A group of young men from Sheffield said they had seen at least five people covered in blood and others being carried out by bouncers.

A mother, at the concert with her two daughters, described seeing a man she believes to have been the suicide bomber. Emma Johnson told BBC Radio 5 Live: “I turned and saw [a] bright red top in the crowd with a grey panel down the front with risen bits all over it. It was that which stood out because it was so intense among the crowds of people. As quick as I saw it the explosion happened.”

She said she was 15ft (4.5 metres) away. “It happened near where they sell the merchandise,” said Johnson. “There were dead bodies everywhere. I saw the remains of the torso and the remains of the body.”

Charlotte Campbell said she last heard from her 15-year-old daughter Olivia at 8.30pm on Monday, shortly before Grande went on stage, and was frantically trying to find her.

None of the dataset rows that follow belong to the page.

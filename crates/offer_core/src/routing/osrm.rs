//! OSRM `/route` client.

use std::time::Duration;

use async_trait::async_trait;
use reqwest::Client;
use serde::Deserialize;

use super::error::RoutingError;
use super::{RouteProvider, RouteResult};
use crate::geo::Point;

/// Routes via an OSRM HTTP endpoint (e.g. `http://localhost:5000`).
#[derive(Debug, Clone)]
pub struct OsrmRouteProvider {
    client: Client,
    endpoint: String,
}

impl OsrmRouteProvider {
    pub fn new(endpoint: &str, timeout: Duration) -> Result<Self, RoutingError> {
        let client = Client::builder().timeout(timeout).build()?;
        Ok(Self {
            client,
            endpoint: endpoint.trim_end_matches('/').to_string(),
        })
    }

    fn route_url(&self, from: Point, to: Point) -> String {
        // OSRM takes lng,lat pairs.
        format!(
            "{}/route/v1/driving/{:.6},{:.6};{:.6},{:.6}?overview=false",
            self.endpoint, from.lng, from.lat, to.lng, to.lat,
        )
    }
}

#[derive(Debug, Deserialize)]
pub(crate) struct OsrmRouteResponse {
    code: String,
    #[serde(default)]
    message: Option<String>,
    #[serde(default)]
    routes: Vec<OsrmRoute>,
}

#[derive(Debug, Deserialize)]
struct OsrmRoute {
    distance: f64, // metres
    duration: f64, // seconds
}

pub(crate) fn parse_route_response(resp: OsrmRouteResponse) -> Result<RouteResult, RoutingError> {
    match resp.code.as_str() {
        "Ok" => {}
        "NoRoute" | "NoSegment" => return Err(RoutingError::NoRoute),
        other => {
            let detail = resp
                .message
                .map(|msg| format!("{other}: {msg}"))
                .unwrap_or_else(|| other.to_string());
            return Err(RoutingError::Api(detail));
        }
    }

    let route = resp.routes.into_iter().next().ok_or(RoutingError::NoRoute)?;
    if !route.distance.is_finite() || route.distance < 0.0 {
        return Err(RoutingError::NoRoute);
    }

    Ok(RouteResult {
        distance_m: route.distance,
        duration_secs: route.duration,
    })
}

#[async_trait]
impl RouteProvider for OsrmRouteProvider {
    async fn route(&self, from: Point, to: Point) -> Result<RouteResult, RoutingError> {
        if !from.is_valid() || !to.is_valid() {
            return Err(RoutingError::InvalidCoordinates);
        }

        let response = self.client.get(self.route_url(from, to)).send().await?;
        let status = response.status();
        // OSRM reports NoRoute with a 400 and a JSON body, so try the body first.
        match response.json::<OsrmRouteResponse>().await {
            Ok(parsed) => parse_route_response(parsed),
            Err(_) if !status.is_success() => Err(RoutingError::Status(status.as_u16())),
            Err(err) => Err(RoutingError::Http(err)),
        }
    }
}
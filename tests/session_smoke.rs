use std::time::Duration;

use accentcoach::session::runtime::engine::{CaptureSource, MockCapture, RecorderEngine};
use accentcoach::session::{ErrorKind, Result, SessionError};

const SAMPLE_RATE: u32 = 16_000;

#[test]
fn finalized_take_concatenates_chunks_in_arrival_order() {
    let chunks = vec![ramp(0, 10), ramp(10, 20)];
    let capture = MockCapture::new(SAMPLE_RATE, chunks);
    let mut engine = RecorderEngine::new(SAMPLE_RATE, capture);

    engine.start().unwrap();
    assert!(engine.is_recording());
    while engine.poll(Duration::ZERO) {}
    let clip = engine.stop().unwrap().expect("stop from recording finalizes");

    assert!(!engine.is_recording());
    assert_eq!(clip.samples.len(), 30);
    let expected: Vec<f32> = (0..30).map(|i| i as f32 / 100.0).collect();
    assert_eq!(clip.samples.as_ref(), expected.as_slice());
}

#[test]
fn stop_drains_chunks_still_queued_at_stop_time() {
    let capture = MockCapture::new(SAMPLE_RATE, vec![ramp(0, 10), ramp(10, 20)]);
    let mut engine = RecorderEngine::new(SAMPLE_RATE, capture);
    engine.start().unwrap();
    // No polling at all: everything delivered before stop still lands in the take.
    let clip = engine.stop().unwrap().unwrap();
    assert_eq!(clip.samples.len(), 30);
}

#[test]
fn stop_while_idle_leaves_previous_recording_unchanged() {
    let capture = MockCapture::new(SAMPLE_RATE, vec![ramp(0, 10)]);
    let mut engine = RecorderEngine::new(SAMPLE_RATE, capture);

    assert!(engine.stop().unwrap().is_none());
    assert!(engine.clip().is_none());

    engine.start().unwrap();
    engine.stop().unwrap();
    let before = engine.clip().unwrap().samples.len();

    assert!(engine.stop().unwrap().is_none());
    assert_eq!(engine.clip().unwrap().samples.len(), before);
}

#[test]
fn new_take_replaces_previous_recording() {
    let capture = MockCapture::new(SAMPLE_RATE, vec![ramp(0, 10), ramp(0, 5)]);
    let mut engine = RecorderEngine::new(SAMPLE_RATE, capture);

    engine.start().unwrap();
    assert!(engine.poll(Duration::ZERO));
    engine.stop().unwrap();
    assert_eq!(engine.clip().unwrap().samples.len(), 10);

    engine.start().unwrap();
    engine.stop().unwrap();
    assert_eq!(engine.clip().unwrap().samples.len(), 5);
}

#[test]
fn resamples_capture_rate_to_target_rate() {
    let capture = MockCapture::new(48_000, vec![vec![0.5; 480]]);
    let mut engine = RecorderEngine::new(SAMPLE_RATE, capture);
    engine.start().unwrap();
    while engine.poll(Duration::ZERO) {}
    let clip = engine.stop().unwrap().unwrap();
    assert_eq!(clip.sample_rate, SAMPLE_RATE);
    assert_eq!(clip.samples.len(), 160);
    assert!(clip.samples.iter().all(|&s| (s - 0.5).abs() < 1e-6));
}

#[test]
fn denied_microphone_leaves_engine_idle_with_no_take() {
    struct DeniedCapture;

    impl CaptureSource for DeniedCapture {
        fn start(&mut self) -> Result<u32> {
            Err(SessionError::permission_denied("microphone unavailable"))
        }

        fn recv_chunk(&mut self, _timeout: Duration) -> Option<Vec<f32>> {
            None
        }

        fn stop(&mut self) {}
    }

    let mut engine = RecorderEngine::new(SAMPLE_RATE, DeniedCapture);
    let err = engine.start().unwrap_err();
    assert_eq!(err.kind(), ErrorKind::PermissionDenied);
    assert!(!engine.is_recording());
    assert!(engine.clip().is_none());
    // A later stop is still a tolerated no-op.
    assert!(engine.stop().unwrap().is_none());
}

fn ramp(offset: usize, len: usize) -> Vec<f32> {
    (offset..offset + len).map(|i| i as f32 / 100.0).collect()
}
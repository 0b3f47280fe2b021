use eframe::egui;

#[derive(Default, Debug)]
pub struct ControlStripOutput {
    pub play_reference: bool,
    pub start_recording: bool,
    pub stop_recording: bool,
    pub play_recording: bool,
    pub save_recording: bool,
}

/// The action buttons. Start is disabled while recording, Stop while idle,
/// and the recording actions until a finalized take exists.
pub struct ControlStrip {
    pub is_recording: bool,
    pub has_recording: bool,
}

impl ControlStrip {
    pub fn show(&self, ui: &mut egui::Ui) -> ControlStripOutput {
        let mut output = ControlStripOutput::default();
        ui.horizontal(|ui| {
            if ui
                .button("Play Native Audio")
                .on_hover_text("Play the reference recording for the selected phrase.")
                .clicked()
            {
                output.play_reference = true;
            }
            ui.separator();
            if gated_button(ui, !self.is_recording, "Start Recording") {
                output.start_recording = true;
            }
            if gated_button(ui, self.is_recording, "Stop Recording") {
                output.stop_recording = true;
            }
            ui.separator();
            if gated_button(ui, self.has_recording, "Play Your Recording") {
                output.play_recording = true;
            }
            if gated_button(ui, self.has_recording, "Save Recording") {
                output.save_recording = true;
            }
        });
        output
    }
}

fn gated_button(ui: &mut egui::Ui, enabled: bool, label: &str) -> bool {
    ui.add_enabled(enabled, egui::Button::new(label)).clicked()
}
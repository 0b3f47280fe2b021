pub mod capture;
pub mod encoder;
pub mod playback;
pub mod resample;
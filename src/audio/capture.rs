//! Microphone capture over cpal. Chunks of mono samples are delivered through
//! a bounded channel from the audio callback thread to whoever polls.

use std::ops::RangeInclusive;
use std::sync::atomic::{AtomicBool, Ordering};
use std::sync::mpsc::{self, Receiver, RecvTimeoutError, SyncSender};
use std::sync::Arc;
use std::time::Duration;

use anyhow::{anyhow, Context, Result};
use cpal::traits::{DeviceTrait, HostTrait, StreamTrait};
use cpal::{BufferSize, Device, SampleFormat, SizedSample, Stream, StreamConfig};
use tracing::error;

#[derive(Clone, Debug)]
pub struct CaptureConfig {
    pub device_name: Option<String>,
    pub latency_ms: RangeInclusive<u32>,
}

impl Default for CaptureConfig {
    fn default() -> Self {
        Self {
            device_name: None,
            latency_ms: 100..=200,
        }
    }
}

/// An open input stream delivering mono chunks until stopped.
pub struct LiveCapture {
    stream: Stream,
    receiver: Receiver<Vec<f32>>,
    finished: Arc<AtomicBool>,
    sample_rate: u32,
}

impl LiveCapture {
    pub fn start(config: &CaptureConfig) -> Result<Self> {
        let device = select_device(config)?;
        let capture = build_capture(&device, config)?;
        capture
            .stream
            .play()
            .context("failed to start capture stream")?;
        Ok(capture)
    }

    pub fn recv_chunk(&self, timeout: Duration) -> Option<Vec<f32>> {
        match self.receiver.recv_timeout(timeout) {
            Ok(chunk) => Some(chunk),
            Err(RecvTimeoutError::Timeout) | Err(RecvTimeoutError::Disconnected) => None,
        }
    }

    pub fn sample_rate(&self) -> u32 {
        self.sample_rate
    }

    pub fn stop(&self) {
        self.finished.store(true, Ordering::SeqCst);
        let _ = self.stream.pause();
    }
}

impl Drop for LiveCapture {
    fn drop(&mut self) {
        self.stop();
    }
}

fn select_device(config: &CaptureConfig) -> Result<Device> {
    let host = cpal::default_host();
    if let Some(name) = config.device_name.as_deref() {
        for device in host
            .input_devices()
            .context("listing input devices failed")?
        {
            if device.name().map(|n| n == name).unwrap_or(false) {
                return Ok(device);
            }
        }
        return Err(anyhow!("input device '{}' not found", name));
    }
    host.default_input_device()
        .context("no default input device available")
}

fn build_capture(device: &Device, config: &CaptureConfig) -> Result<LiveCapture> {
    let supported = device
        .default_input_config()
        .context("failed to query default input config")?;
    let stream_config = StreamConfig {
        channels: supported.channels(),
        sample_rate: supported.sample_rate(),
        buffer_size: BufferSize::Default,
    };
    let sample_rate = stream_config.sample_rate.0;
    let capacity = channel_capacity(sample_rate, &config.latency_ms);
    let (sender, receiver) = mpsc::sync_channel::<Vec<f32>>(capacity);
    let finished = Arc::new(AtomicBool::new(false));
    let stream = match supported.sample_format() {
        SampleFormat::F32 => {
            open_stream(device, &stream_config, sender, finished.clone(), |s: f32| s)
        }
        SampleFormat::I16 => open_stream(device, &stream_config, sender, finished.clone(), {
            |s: i16| s as f32 / i16::MAX as f32
        }),
        SampleFormat::U16 => open_stream(device, &stream_config, sender, finished.clone(), {
            |s: u16| (s as f32 / u16::MAX as f32) * 2.0 - 1.0
        }),
        other => Err(anyhow!("unsupported input sample format {:?}", other)),
    }?;
    Ok(LiveCapture {
        stream,
        receiver,
        finished,
        sample_rate,
    })
}

fn open_stream<T, F>(
    device: &Device,
    config: &StreamConfig,
    sender: SyncSender<Vec<f32>>,
    finished: Arc<AtomicBool>,
    convert: F,
) -> Result<Stream>
where
    T: SizedSample,
    F: Fn(T) -> f32 + Send + 'static,
{
    let channels = config.channels as usize;
    let err_fn = |err| error!(error = %err, "audio input stream error");
    device
        .build_input_stream(
            config,
            move |data: &[T], _| {
                if finished.load(Ordering::Relaxed) || channels == 0 {
                    return;
                }
                let mono = downmix(data, channels, &convert);
                // Dropping a chunk under backpressure beats blocking the
                // audio callback.
                let _ = sender.try_send(mono);
            },
            err_fn,
            None,
        )
        .map_err(|err| anyhow!(err))
        .context("failed to build input stream")
}

fn downmix<T: Copy>(data: &[T], channels: usize, convert: &impl Fn(T) -> f32) -> Vec<f32> {
    let mut mono = Vec::with_capacity(data.len() / channels.max(1));
    for frame in data.chunks(channels.max(1)) {
        let sum: f32 = frame.iter().map(|&sample| convert(sample)).sum();
        mono.push(sum / frame.len() as f32);
    }
    mono
}

fn channel_capacity(sample_rate: u32, latency_ms: &RangeInclusive<u32>) -> usize {
    let max_latency = (*latency_ms.end()).max(*latency_ms.start());
    let frames = (sample_rate as u64 * max_latency as u64) / 1000;
    let approx_chunks = (frames / 1024).max(2);
    approx_chunks as usize
}

#[cfg(test)]
mod tests {
    use super::{channel_capacity, downmix};

    #[test]
    fn downmix_averages_samples_in_frame() {
        let mono = downmix(&[0.8_f32, 0.2, -0.4, 0.4], 2, &|s| s);
        assert_eq!(mono.len(), 2);
        assert!((mono[0] - 0.5).abs() < 1e-6);
        assert!(mono[1].abs() < 1e-6);
    }

    #[test]
    fn downmix_applies_conversion() {
        let mono = downmix(&[i16::MAX], 1, &|s: i16| s as f32 / i16::MAX as f32);
        assert!((mono[0] - 1.0).abs() < 1e-6);
    }

    #[test]
    fn capacity_scales_with_latency() {
        let short = channel_capacity(48_000, &(100..=100));
        let long = channel_capacity(48_000, &(100..=400));
        assert!(long > short);
        assert!(channel_capacity(8_000, &(1..=1)) >= 2);
    }
}
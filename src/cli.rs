use std::ops::RangeInclusive;
use std::path::PathBuf;

use anyhow::{ensure, Context, Result};
use clap::Parser;

use crate::catalog::RuntimeCatalog;

/// AccentCoach - pronunciation practice
///
/// Pick a difficulty level and phrase, play the native recording, record your
/// own voice, and play it back for comparison.
#[derive(Parser, Debug)]
#[command(name = "accentcoach")]
#[command(version = "0.1.0")]
#[command(about = "Pronunciation practice: native phrases, your recordings", long_about = None)]
pub struct Args {
    /// Optional override for the assets directory holding reference audio.
    #[arg(long = "assets-path", value_name = "DIR")]
    pub assets_path: Option<PathBuf>,

    /// Path to a JSON phrase catalog (defaults to the built-in French catalog).
    #[arg(long, value_name = "PATH", conflicts_with = "catalog_json")]
    pub catalog: Option<PathBuf>,

    /// Inline JSON phrase catalog.
    #[arg(long = "catalog-json", value_name = "JSON", conflicts_with = "catalog")]
    pub catalog_json: Option<String>,

    /// Optional input device name.
    #[arg(long)]
    pub device: Option<String>,

    /// Target sample rate for finalized recordings.
    #[arg(long, default_value_t = 16_000)]
    pub sample_rate: u32,

    /// Minimum latency in milliseconds for capture buffering.
    #[arg(long = "latency-min")]
    pub latency_min: Option<u32>,

    /// Maximum latency in milliseconds for capture buffering.
    #[arg(long = "latency-max")]
    pub latency_max: Option<u32>,
}

impl Args {
    pub fn latency_range(&self) -> Result<RangeInclusive<u32>> {
        match (self.latency_min, self.latency_max) {
            (Some(min), Some(max)) => {
                ensure!(min > 0, "latency-min must be positive");
                ensure!(max >= min, "latency-max must be >= latency-min");
                Ok(min..=max)
            }
            (None, None) => Ok(100..=200),
            _ => anyhow::bail!("provide both latency-min and latency-max or neither"),
        }
    }

    /// Load the catalog override, if one was given.
    pub fn runtime_catalog(&self) -> Result<Option<RuntimeCatalog>> {
        if let Some(path) = self.catalog.as_deref() {
            let data = std::fs::read_to_string(path)
                .with_context(|| format!("failed to read catalog file {:?}", path))?;
            return parse_runtime_catalog(&data).map(Some);
        }
        if let Some(raw) = self.catalog_json.as_deref() {
            return parse_runtime_catalog(raw).map(Some);
        }
        Ok(None)
    }
}

fn parse_runtime_catalog(raw: &str) -> Result<RuntimeCatalog> {
    let catalog: RuntimeCatalog =
        serde_json::from_str(raw).context("failed to parse catalog JSON")?;
    Ok(catalog)
}

#[cfg(test)]
mod tests {
    use super::Args;
    use clap::Parser;

    #[test]
    fn parses_and_validates_latency_range() {
        let args =
            Args::try_parse_from(["accentcoach", "--latency-min", "120", "--latency-max", "180"])
                .unwrap();
        let range = args.latency_range().unwrap();
        assert_eq!((*range.start(), *range.end()), (120, 180));
    }

    #[test]
    fn rejects_partial_latency_override() {
        let args = Args::try_parse_from(["accentcoach", "--latency-min", "150"]).unwrap();
        assert!(args.latency_range().is_err());
    }

    #[test]
    fn defaults_without_overrides() {
        let args = Args::try_parse_from(["accentcoach"]).unwrap();
        let range = args.latency_range().unwrap();
        assert_eq!((*range.start(), *range.end()), (100, 200));
        assert_eq!(args.sample_rate, 16_000);
        assert!(args.runtime_catalog().unwrap().is_none());
    }

    #[test]
    fn parses_inline_catalog_json() {
        let json = r#"{
            "beginner": [{"text": "Bonjour", "audio": "audio/bonjour.mp3"}],
            "intermediate": [{"text": "Ça va", "audio": "audio/ca-va.mp3"}],
            "advanced": [{"text": "Enchanté", "audio": "audio/enchante.mp3"}]
        }"#;
        let args = Args::try_parse_from(["accentcoach", "--catalog-json", json]).unwrap();
        let catalog = args.runtime_catalog().unwrap().unwrap();
        catalog.validate().unwrap();
        assert_eq!(catalog.beginner.len(), 1);
    }

    #[test]
    fn catalog_file_and_inline_json_conflict() {
        let result = Args::try_parse_from([
            "accentcoach",
            "--catalog",
            "catalog.json",
            "--catalog-json",
            "{}",
        ]);
        assert!(result.is_err());
    }
}
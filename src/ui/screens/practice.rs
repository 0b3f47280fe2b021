use std::path::PathBuf;
use std::time::Duration;

use eframe::egui;
use tracing::{error, warn};

use crate::audio::encoder;
use crate::audio::playback::AudioOutput;
use crate::catalog::PhraseCatalog;
use crate::selection::SelectionState;
use crate::session::{RecorderRuntime, SessionSnapshot};
use crate::ui::components::control_strip::{ControlStrip, ControlStripOutput};
use crate::ui::components::phrase_picker::PhrasePicker;

const EXPORT_FILE: &str = "recording.wav";

pub struct PracticeApp {
    catalog: PhraseCatalog,
    selection: SelectionState,
    assets_root: PathBuf,
    recorder: RecorderRuntime,
    snapshot: SessionSnapshot,
    output: Box<dyn AudioOutput>,
    status: Option<String>,
}

impl PracticeApp {
    pub fn new(
        catalog: PhraseCatalog,
        assets_root: PathBuf,
        recorder: RecorderRuntime,
        output: Box<dyn AudioOutput>,
    ) -> Self {
        Self {
            catalog,
            selection: SelectionState::new(),
            assets_root,
            recorder,
            snapshot: SessionSnapshot::default(),
            output,
            status: None,
        }
    }

    fn sync_snapshots(&mut self) {
        while let Some(next) = self.recorder.try_recv() {
            self.snapshot = next;
        }
    }

    fn show_selectors(&mut self, ui: &mut egui::Ui) {
        ui.heading("AccentCoach");
        let picked = PhrasePicker {
            catalog: &self.catalog,
            level: self.selection.level(),
            phrase_index: self.selection.phrase_index(),
        }
        .show(ui);
        if let Some(level) = picked.level {
            self.selection.set_level(level);
        }
        if let Some(index) = picked.phrase {
            self.selection.set_phrase(index, &self.catalog);
        }
    }

    fn show_main(&mut self, ui: &mut egui::Ui) {
        ui.label(egui::RichText::new(&self.selection.phrase(&self.catalog).text).size(24.0));
        ui.separator();
        let actions = ControlStrip {
            is_recording: self.snapshot.recording,
            has_recording: self.snapshot.has_recording(),
        }
        .show(ui);
        self.dispatch(actions);
        ui.separator();
        if let Some(error) = self.snapshot.error.as_deref() {
            ui.colored_label(egui::Color32::from_rgb(200, 60, 60), error);
        } else if let Some(status) = self.status.as_deref() {
            ui.label(status);
        }
    }

    fn dispatch(&mut self, actions: ControlStripOutput) {
        if actions.play_reference {
            self.play_reference();
        }
        if actions.start_recording {
            self.send_command(|recorder| recorder.controller().start());
        }
        if actions.stop_recording {
            self.send_command(|recorder| recorder.controller().stop());
        }
        if actions.play_recording {
            self.play_recording();
        }
        if actions.save_recording {
            self.save_recording();
        }
    }

    fn send_command(
        &mut self,
        send: impl FnOnce(&RecorderRuntime) -> crate::session::Result<()>,
    ) {
        if let Err(err) = send(&self.recorder) {
            error!(error = %err, "recorder command failed");
            self.status = Some(err.to_string());
        }
    }

    fn play_reference(&mut self) {
        let phrase = self.selection.phrase(&self.catalog);
        let path = self.assets_root.join(&phrase.audio);
        // A missing reference asset is non-fatal: log it, tell the user,
        // leave all state unchanged.
        if let Err(err) = self.output.play_file(&path) {
            warn!(path = ?path, error = %err, "reference playback failed");
            self.status = Some(format!("could not play reference: {err}"));
        } else {
            self.status = None;
        }
    }

    fn play_recording(&mut self) {
        let Some(clip) = self.snapshot.clip.clone() else {
            return;
        };
        if let Err(err) = self.output.play_clip(&clip) {
            warn!(error = %err, "recording playback failed");
            self.status = Some(format!("could not play recording: {err}"));
        }
    }

    fn save_recording(&mut self) {
        let Some(clip) = self.snapshot.clip.clone() else {
            return;
        };
        match encoder::write_wav(&clip, EXPORT_FILE) {
            Ok(()) => self.status = Some(format!("saved {}", EXPORT_FILE)),
            Err(err) => {
                warn!(error = %err, "failed to save recording");
                self.status = Some(format!("could not save recording: {err}"));
            }
        }
    }
}

impl eframe::App for PracticeApp {
    fn update(&mut self, ctx: &egui::Context, _frame: &mut eframe::Frame) {
        self.sync_snapshots();
        egui::TopBottomPanel::top("selectors").show(ctx, |ui| self.show_selectors(ui));
        egui::CentralPanel::default().show(ctx, |ui| self.show_main(ui));
        // Snapshots arrive from the recorder thread between frames.
        ctx.request_repaint_after(Duration::from_millis(100));
    }
}
use anyhow::{ensure, Result};

/// Linearly resample `samples` from `source_rate` to `target_rate`. Captured
/// audio arrives at the device's native rate and is brought to the configured
/// target rate before a recording is finalized.
pub fn linear_resample(samples: &[f32], source_rate: u32, target_rate: u32) -> Result<Vec<f32>> {
    ensure!(source_rate > 0, "source sample rate must be positive");
    ensure!(target_rate > 0, "target sample rate must be positive");
    if samples.is_empty() || source_rate == target_rate {
        return Ok(samples.to_vec());
    }
    let ratio = target_rate as f32 / source_rate as f32;
    let output_len = ((samples.len() as f32) * ratio).ceil().max(1.0) as usize;
    let mut output = Vec::with_capacity(output_len);
    let last_index = samples.len() - 1;
    for i in 0..output_len {
        let position = i as f32 / ratio;
        let left = position.floor() as usize;
        let right = (left + 1).min(last_index);
        let t = position - left as f32;
        output.push(samples[left] * (1.0 - t) + samples[right] * t);
    }
    Ok(output)
}

#[cfg(test)]
mod tests {
    use super::linear_resample;

    #[test]
    fn passes_through_when_rates_match() {
        let input = vec![0.1, -0.2, 0.3];
        assert_eq!(linear_resample(&input, 16_000, 16_000).unwrap(), input);
    }

    #[test]
    fn preserves_constant_signal_across_rates() {
        let input = vec![0.5; 480];
        let resampled = linear_resample(&input, 48_000, 16_000).unwrap();
        let expected_len = ((input.len() as f32) * 16_000_f32 / 48_000_f32).ceil() as usize;
        assert_eq!(resampled.len(), expected_len);
        assert!(resampled.iter().all(|&sample| (sample - 0.5).abs() < 1e-6));
    }

    #[test]
    fn rejects_zero_rates() {
        assert!(linear_resample(&[0.0], 0, 16_000).is_err());
        assert!(linear_resample(&[0.0], 16_000, 0).is_err());
    }
}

“Her dad is actually in Manchester looking for her,” she told BBC Radio 4’s Today programme. “I’ve got friends out looking for her, I’ve got people I don’t even know out looking for her.

“I’ve got people messaging me saying: ‘Look, we’ve got her photo and we’re out looking for her – we’ll get in contact with you if we see her’. I’m just hearing nothing – her phone’s dead.”

People in Manchester rallied round to help people caught up in the attack. Sikh temples and hotels offered refuge and some locals opened up their homes. Some taxi drivers waived their fares.

The attack happened despite years of warnings and tightening of security, especially around crowded paces. Investigators will want to find out the reason for the attack, where the material for the suspected device was bought and how it was designed.

Since the attack on London in 2005, measures have been put in place to restrict the purchase of materials that can be used to make homemade explosives.

The Manchester attack came after weeks of heightened activity and disrupted plots by police and MI5. In March, four people and the attacker died after an attack in Westminster, central London, which targeted the Houses of Parliament.

The terrorist threat level for Britain is at severe, meaning an attack is highly likely. The government is not planning to increase the threat level to critical. However, security is expected to be reviewed for major venues in Britain and elsewhere. London’s mayor, Sadiq Khan, said there would be more police on the streets of the capital on Tuesday after the “barbaric and sickening attack”.

The Metropolitan police commissioner, Cressida Dick, said the extra presence, including armed officers, would continue for as long as needed. She also said the force was working with all those planning events this weekend to ensure all necessary steps had been taken. Security was also stepped up in Scotland, where the chief constable deployed armed police on high visibility patrols in crowded areas, airports and railway stations.

In the US, the Department of Homeland Security warned of extra security measures.

World leaders expressed solidarity with the UK in the fight against terrorists. Donald Trump expressed his “deepest condolences” to the victims, condemning the attackers as “evil losers”. The French president, Emmanuel Macron, offered the British people “all the compassion and care of France which is at their side in mourning, with a particular thought for the victims and their families”. The German chancellor, Angela Merkel, on Monday expressed her “sorrow and horror”.

In a statement just before 3am, Hopkins said the police had received reports of an explosion at 10.33pm at the conclusion of the Ariana Grande concert.

He said: “This is clearly a very concerning time for everyone. We are doing all that we can, working with local and national agencies to support those affected as we gather information about what happened last night.”

Hopkins urged people to remain vigilant and to stay away from the area of the attack so emergency services could continue their work.